State of the art for querying large containers

I don’t really have a solution to your problem, but here are some remarks and maybe starting points for you.

But then trying to query the documents is a nightmare. I tried using globbing, but after loading for a while I get a 500 error (probably due to an out-of-memory exception, although I haven’t checked).

Globbing is going to be removed from the spec, so I wouldn’t suggest to use it anyway (source).
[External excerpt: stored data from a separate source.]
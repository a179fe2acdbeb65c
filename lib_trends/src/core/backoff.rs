//! Exponential backoff with additive jitter for the scheduler's fetch retries.

use std::time::Duration;

use rand::Rng;

/// Backoff parameters.
#[derive(Debug, Clone, Copy, PartialEq)]
pub struct BackoffPolicy {
    pub base: Duration,
    pub max_delay: Duration,
    /// Jitter is drawn from `[0, jitter_ratio * base * 2^n)`. Values are
    /// clamped below 1 so consecutive delays keep strictly increasing.
    pub jitter_ratio: f64,
}

impl Default for BackoffPolicy {
    fn default() -> Self {
        Self {
            base: Duration::from_secs(1),
            max_delay: Duration::from_secs(60),
            jitter_ratio: 0.1,
        }
    }
}

/// Failure counter producing the delay before the next retry.
///
/// The counter survives across scheduler cycles and only [`Backoff::reset`]
/// (called after a successful fetch) brings it back to zero.
#[derive(Debug, Clone)]
pub struct Backoff {
    policy: BackoffPolicy,
    failures: u32,
}

impl Backoff {
    pub fn new(policy: BackoffPolicy) -> Self {
        Self { policy, failures: 0 }
    }

    pub fn policy(&self) -> &BackoffPolicy {
        &self.policy
    }

    /// Consecutive failures recorded since the last reset.
    pub fn failures(&self) -> u32 {
        self.failures
    }

    /// Records a failure and returns how long to wait before retrying.
    ///
    /// `hint` is an upstream reset hint (rate limiting); it can raise the
    /// delay but never beyond `max_delay`.
    pub fn next_delay(&mut self, hint: Option<Duration>) -> Duration {
        let exponent = self.failures.min(31);
        self.failures = self.failures.saturating_add(1);

        let scaled = self.policy.base.saturating_mul(1u32 << exponent);
        let ratio = self.policy.jitter_ratio.clamp(0.0, 0.99);
        let jitter = if ratio > 0.0 {
            scaled.mul_f64(rand::rng().random_range(0.0..ratio))
        } else {
            Duration::ZERO
        };

        let delay = scaled.saturating_add(jitter);
        let delay = match hint {
            Some(hint) => delay.max(hint),
            None => delay,
        };
        delay.min(self.policy.max_delay)
    }

    pub fn reset(&mut self) {
        self.failures = 0;
    }
}

#[cfg(test)]
mod tests {
    use super::*;

    fn policy(jitter_ratio: f64) -> BackoffPolicy {
        BackoffPolicy {
            base: Duration::from_secs(1),
            max_delay: Duration::from_secs(60),
            jitter_ratio,
        }
    }

    #[test]
    fn doubles_without_jitter() {
        let mut backoff = Backoff::new(policy(0.0));
        let delays: Vec<u64> = (0..4).map(|_| backoff.next_delay(None).as_secs()).collect();
        assert_eq!(delays, vec![1, 2, 4, 8]);
    }

    #[test]
    fn strictly_increases_with_jitter_until_cap() {
        for _ in 0..50 {
            let mut backoff = Backoff::new(policy(0.5));
            let mut last = Duration::ZERO;
            for _ in 0..6 {
                let delay = backoff.next_delay(None);
                assert!(delay > last, "{delay:?} not above {last:?}");
                last = delay;
            }
            // base * 2^6 = 64s is past the cap.
            assert_eq!(backoff.next_delay(None), Duration::from_secs(60));
            assert_eq!(backoff.next_delay(None), Duration::from_secs(60));
        }
    }

    #[test]
    fn reset_starts_over() {
        let mut backoff = Backoff::new(policy(0.0));
        backoff.next_delay(None);
        backoff.next_delay(None);
        assert_eq!(backoff.failures(), 2);
        backoff.reset();
        assert_eq!(backoff.failures(), 0);
        assert_eq!(backoff.next_delay(None), Duration::from_secs(1));
    }

    #[test]
    fn hint_raises_delay_but_respects_cap() {
        let mut backoff = Backoff::new(policy(0.0));
        assert_eq!(backoff.next_delay(Some(Duration::from_secs(30))), Duration::from_secs(30));
        assert_eq!(backoff.next_delay(Some(Duration::from_secs(3600))), Duration::from_secs(60));
        // A hint shorter than the computed delay does not lower it.
        assert_eq!(backoff.next_delay(Some(Duration::from_millis(10))), Duration::from_secs(4));
    }

    #[test]
    fn huge_failure_counts_do_not_overflow() {
        let mut backoff = Backoff::new(policy(0.5));
        for _ in 0..100 {
            assert!(backoff.next_delay(None) <= Duration::from_secs(60));
        }
    }
}
use crate::error::ExportError;
use crate::types::{ProcessorOutput, Submission};
use serde_json::{Map, Value};

/// Processor is a strategy trait for turning a selected submission into
/// exportable text. Each implementation owns a strongly-typed parameter
/// struct internally; the trait surface speaks the loose JSON bag the rules
/// file stores, and `normalize` is the bridge between the two.
pub trait Processor: Send + Sync {
    /// Type tag used in rule configuration (`"file"`, `"template"`, ...).
    fn kind(&self) -> &'static str;

    /// Human-readable name for listings.
    fn label(&self) -> &'static str;

    /// The canonical parameter bag for a freshly created rule.
    fn default_params(&self) -> Map<String, Value>;

    /// Coerce a loose parameter bag into this processor's canonical shape,
    /// filling defaults for missing or malformed values.
    fn normalize(&self, raw: &Map<String, Value>) -> Map<String, Value>;

    /// Configuration-time checks on the raw parameter bag, before
    /// `normalize` coerces away anything suspicious. Empty means ok.
    fn validate(&self, params: &Map<String, Value>) -> Vec<String>;

    /// Short one-line description of a configuration, for rule listings.
    fn summary(&self, params: &Map<String, Value>) -> String;

    /// Transform the submission. `raw_params` is normalized internally, so
    /// callers may pass the bag exactly as stored.
    fn run(
        &self,
        submission: &Submission,
        raw_params: &Map<String, Value>,
    ) -> Result<ProcessorOutput, ExportError>;
}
I’m not sure exactly about the role of SPARQL in Solid, but it doesn’t seem like it will be completely publicly supported. I think this issue here will be relevant to you (I only skimmed through the answer): Querying multiple subjects in one request · Issue #162 · solid/specification · GitHub

The TL;DR from there:

I think that the question here is “fast access to multiple documents” and that the appropriate answer is “HTTP/2” (and a decent server implementation).

Maybe you will find more relevant issues with more discussions in this specification repository, I didn’t look that much into it.

Given that I’m caching all the documents, I need to know when a document has been updated to invalidate the cache.

Regarding caching, you could take a look into ETags (mdn reference). The server sends an ETag with each resource which changes whenever the resource changes and can be used to do conditional fetching. ETags are part of the api-rest spec so you can rely on its existence in Solid.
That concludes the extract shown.